──────── Provided material ────────

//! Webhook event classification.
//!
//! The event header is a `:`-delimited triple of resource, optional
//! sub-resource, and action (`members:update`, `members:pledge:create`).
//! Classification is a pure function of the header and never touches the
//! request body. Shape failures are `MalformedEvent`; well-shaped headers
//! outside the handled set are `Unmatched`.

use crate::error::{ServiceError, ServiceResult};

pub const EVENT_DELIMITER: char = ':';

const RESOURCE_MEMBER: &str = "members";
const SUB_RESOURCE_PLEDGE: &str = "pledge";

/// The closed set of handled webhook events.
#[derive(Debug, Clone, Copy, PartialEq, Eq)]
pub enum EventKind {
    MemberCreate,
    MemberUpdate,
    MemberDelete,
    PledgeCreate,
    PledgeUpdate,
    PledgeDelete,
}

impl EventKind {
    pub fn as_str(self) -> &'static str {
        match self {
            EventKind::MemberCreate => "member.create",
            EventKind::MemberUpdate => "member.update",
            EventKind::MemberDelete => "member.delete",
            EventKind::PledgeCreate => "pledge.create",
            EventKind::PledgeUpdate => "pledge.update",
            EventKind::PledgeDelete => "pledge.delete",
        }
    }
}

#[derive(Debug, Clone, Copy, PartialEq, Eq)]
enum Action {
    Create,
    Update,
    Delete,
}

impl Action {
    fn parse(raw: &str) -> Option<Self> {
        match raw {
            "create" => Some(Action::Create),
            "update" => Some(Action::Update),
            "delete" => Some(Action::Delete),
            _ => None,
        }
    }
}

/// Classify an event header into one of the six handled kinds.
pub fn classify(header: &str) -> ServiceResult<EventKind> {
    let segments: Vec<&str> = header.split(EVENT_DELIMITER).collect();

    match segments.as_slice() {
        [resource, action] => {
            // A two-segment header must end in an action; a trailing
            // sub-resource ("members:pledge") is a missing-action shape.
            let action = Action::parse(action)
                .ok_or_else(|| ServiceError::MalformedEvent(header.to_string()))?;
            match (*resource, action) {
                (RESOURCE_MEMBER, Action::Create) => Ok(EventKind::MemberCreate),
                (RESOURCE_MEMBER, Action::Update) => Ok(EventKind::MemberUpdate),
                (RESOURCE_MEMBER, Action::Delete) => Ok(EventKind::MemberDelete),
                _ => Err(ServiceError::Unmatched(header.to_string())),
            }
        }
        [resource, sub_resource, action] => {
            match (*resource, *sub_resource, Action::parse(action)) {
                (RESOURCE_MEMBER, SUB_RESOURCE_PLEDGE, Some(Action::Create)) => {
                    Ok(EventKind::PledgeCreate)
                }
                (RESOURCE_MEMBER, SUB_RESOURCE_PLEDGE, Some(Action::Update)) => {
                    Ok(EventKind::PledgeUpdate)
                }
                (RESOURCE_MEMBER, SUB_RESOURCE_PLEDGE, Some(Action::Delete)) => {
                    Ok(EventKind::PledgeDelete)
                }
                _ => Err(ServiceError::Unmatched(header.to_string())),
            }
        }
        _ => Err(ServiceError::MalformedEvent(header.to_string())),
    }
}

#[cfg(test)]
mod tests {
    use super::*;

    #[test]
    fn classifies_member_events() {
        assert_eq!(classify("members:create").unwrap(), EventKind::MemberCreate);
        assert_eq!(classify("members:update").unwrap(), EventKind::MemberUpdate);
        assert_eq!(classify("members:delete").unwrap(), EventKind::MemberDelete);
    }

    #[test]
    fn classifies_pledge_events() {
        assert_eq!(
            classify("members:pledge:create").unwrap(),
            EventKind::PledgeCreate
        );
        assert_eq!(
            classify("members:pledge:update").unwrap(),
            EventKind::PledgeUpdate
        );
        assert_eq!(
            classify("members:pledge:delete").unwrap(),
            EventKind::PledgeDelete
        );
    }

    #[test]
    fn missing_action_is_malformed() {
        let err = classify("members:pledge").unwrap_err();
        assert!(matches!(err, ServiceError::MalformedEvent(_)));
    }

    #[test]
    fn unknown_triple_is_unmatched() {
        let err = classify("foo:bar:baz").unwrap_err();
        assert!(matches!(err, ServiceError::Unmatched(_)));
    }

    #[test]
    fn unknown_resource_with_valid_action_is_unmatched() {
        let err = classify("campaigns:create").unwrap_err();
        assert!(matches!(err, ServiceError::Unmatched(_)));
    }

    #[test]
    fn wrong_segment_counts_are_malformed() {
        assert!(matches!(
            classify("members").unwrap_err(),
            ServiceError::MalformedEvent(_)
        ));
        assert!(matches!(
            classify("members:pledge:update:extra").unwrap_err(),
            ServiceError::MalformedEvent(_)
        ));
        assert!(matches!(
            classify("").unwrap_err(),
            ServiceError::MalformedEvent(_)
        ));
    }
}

────────

Beginning with the first line of the listing above, please write out every line exactly until you reach the line that contains "never touches the", and include that one too.

→ Written response
//! Webhook event classification.
//!
//! The event header is a `:`-delimited triple of resource, optional
//! sub-resource, and action (`members:update`, `members:pledge:create`).
//! Classification is a pure function of the header and never touches the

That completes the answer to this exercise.